Hi there, thanks for sharing this. I’m not using LangChain or the OpenAI Agents SDK in my RAG system. Instead, I built a fully custom stack. I describe the approach here:
Building first RAG system - #3 by lucmachine
I chose not to use LangChain or the SDK because:
- I wanted full control over chunking, embedding, and metadata handling
- My documents are complex (GHG protocols, legal texts), so I built regex-aware semantic chunkers
- LangChain and the SDK add layers of abstraction that didn’t match my transparency and citation needs
I think that a solid chunking strategy is needed to get a better ChatBot. Some PDFs are really bad source documents. I’m also playing around with the idea of add TAGs to my chunks by having the LLM propose them.

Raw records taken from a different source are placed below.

//! services/api/src/web/state.rs
//!
//! Defines the application's shared state.

use crate::config::Config;
use snore_core::ports::{BlobStore, IdentityProvider, PasswordHasher, SessionStore, UserStore};
use snore_core::{AuthService, CalendarAggregator, SessionEngine};
use std::sync::Arc;

use crate::adapters::{Argon2Hasher, JwtIdentityAdapter};

//=========================================================================================
// AppState (Shared Across All Requests)
//=========================================================================================

/// The shared application state, created once at startup and passed to all handlers.
#[derive(Clone)]
pub struct AppState {
    pub config: Arc<Config>,
    pub engine: SessionEngine,
    pub calendar: CalendarAggregator,
    pub auth: AuthService,
}

impl AppState {
    /// Wires the core services onto the given storage adapters.
    pub fn new(
        config: Arc<Config>,
        sessions: Arc<dyn SessionStore>,
        users: Arc<dyn UserStore>,
        blobs: Arc<dyn BlobStore>,
    ) -> Self {
        let identity: Arc<dyn IdentityProvider> = Arc::new(JwtIdentityAdapter::new(
            &config.secret_key,
            config.access_token_ttl,
            config.refresh_token_ttl,
        ));
        let hasher: Arc<dyn PasswordHasher> = Arc::new(Argon2Hasher);

        Self {
            engine: SessionEngine::new(sessions.clone(), blobs),
            calendar: CalendarAggregator::new(sessions),
            auth: AuthService::new(users, hasher, identity),
            config,
        }
    }
}
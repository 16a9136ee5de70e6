//! services/api/src/config.rs
//!
//! Defines the application's configuration structure and loading logic.
//!
//! All configuration is loaded from environment variables at startup. The `.env`
//! file is used for local development.

use chrono::Duration;
use std::collections::HashMap;
use std::net::SocketAddr;
use std::path::PathBuf;
use tracing::Level;

/// A custom error type for configuration loading failures.
#[derive(Debug, thiserror::Error)]
pub enum ConfigError {
    #[error("Missing the environment variable {0}")]
    MissingVar(String),
    #[error("Invalid value for the environment variable {0}: {1}")]
    InvalidValue(String, String),
}

/// Holds all configuration loaded from the environment at startup.
#[derive(Clone, Debug)]
pub struct Config {
    pub bind_address: SocketAddr,
    pub database_url: String,
    pub log_level: Level,
    pub audio_dir: PathBuf,
    pub secret_key: String,
    pub access_token_ttl: Duration,
    pub refresh_token_ttl: Duration,
    /// `None` allows any origin.
    pub cors_origin: Option<String>,
    pub max_upload_bytes: usize,
}

impl Config {
    /// Loads configuration from environment variables.
    ///
    /// It will look for a `.env` file in the current directory for development,
    /// but this is skipped in test environments to ensure tests are hermetic.
    pub fn from_env() -> Result<Self, ConfigError> {
        // Only load from .env in non-test mode to avoid contamination.
        if !cfg!(test) {
            dotenvy::dotenv().ok();
        }
        Self::from_vars(std::env::vars().collect())
    }

    /// Builds the configuration from an explicit variable map.
    pub fn from_vars(vars: HashMap<String, String>) -> Result<Self, ConfigError> {
        let get = |key: &str| vars.get(key).filter(|v| !v.trim().is_empty()).cloned();

        // --- Server and Database Settings ---
        let bind_address_str = get("BIND_ADDRESS").unwrap_or_else(|| "0.0.0.0:8000".to_string());
        let bind_address = bind_address_str.parse::<SocketAddr>().map_err(|e| {
            ConfigError::InvalidValue("BIND_ADDRESS".to_string(), e.to_string())
        })?;

        let database_url =
            get("DATABASE_URL").ok_or_else(|| ConfigError::MissingVar("DATABASE_URL".to_string()))?;

        let log_level_str = get("RUST_LOG").unwrap_or_else(|| "INFO".to_string());
        let log_level = log_level_str.parse::<Level>().map_err(|_| {
            ConfigError::InvalidValue(
                "RUST_LOG".to_string(),
                format!("'{}' is not a valid log level", log_level_str),
            )
        })?;

        let audio_dir = get("AUDIO_DIR")
            .map(PathBuf::from)
            .unwrap_or_else(|| PathBuf::from("./data"));

        // --- Token Settings ---
        let secret_key =
            get("SECRET_KEY").ok_or_else(|| ConfigError::MissingVar("SECRET_KEY".to_string()))?;
        let access_token_ttl = parse_ttl(
            get("ACCESS_TOKEN_MIN"),
            "ACCESS_TOKEN_MIN",
            60,
            Duration::try_minutes,
        )?;
        let refresh_token_ttl = parse_ttl(
            get("REFRESH_TOKEN_DAYS"),
            "REFRESH_TOKEN_DAYS",
            7,
            Duration::try_days,
        )?;

        // --- HTTP Settings ---
        let cors_origin = get("CORS_ORIGIN");
        let max_upload_bytes =
            parse_positive(get("MAX_UPLOAD_BYTES"), "MAX_UPLOAD_BYTES", 10 * 1024 * 1024)? as usize;

        Ok(Self {
            bind_address,
            database_url,
            log_level,
            audio_dir,
            secret_key,
            access_token_ttl,
            refresh_token_ttl,
            cors_origin,
            max_upload_bytes,
        })
    }
}

/// Token lifetimes must be representable and must still yield a valid expiry when
/// added to the current time.
fn parse_ttl(
    raw: Option<String>,
    key: &str,
    default: i64,
    unit: fn(i64) -> Option<Duration>,
) -> Result<Duration, ConfigError> {
    let amount = parse_positive(raw, key, default)?;
    unit(amount)
        .filter(|ttl| chrono::Utc::now().checked_add_signed(*ttl).is_some())
        .ok_or_else(|| {
            ConfigError::InvalidValue(key.to_string(), format!("{} is too large", amount))
        })
}

fn parse_positive(raw: Option<String>, key: &str, default: i64) -> Result<i64, ConfigError> {
    let Some(raw) = raw else {
        return Ok(default);
    };
    match raw.trim().parse::<i64>() {
        Ok(v) if v > 0 => Ok(v),
        _ => Err(ConfigError::InvalidValue(
            key.to_string(),
            format!("'{}' is not a positive integer", raw),
        )),
    }
}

- Tags = “what is this about?”
- Citation = “where did this come from?”
That said, I don’t have direct experience with the SDK upgrade path you’re on, but I do have strong prompting experience and wanted to offer a concept that might help.
Start of LLM Transmission: →
Suggestion: Bridge LangChain-style Citations into Agents SDK
If citations are central to your RAG chatbot, here’s a potential solution path:
1. Extract and Store Rich Metadata Per Chunk
If not already, include the following metadata in your vector database (e.g., Pinecone, pgvector):
doc_title
, section_heading
, chunk_index
, source_url
, and so on.
2. Add Metadata Into Retrieved Context
When your retrieval tool (whether from LangChain or SDK Tools API) returns relevant chunks, inject them into the context with metadata visible. For example:
[Source: NAME_OF_SOURCE_DOCUMENT.pdf | Section 3.2 | Page 12]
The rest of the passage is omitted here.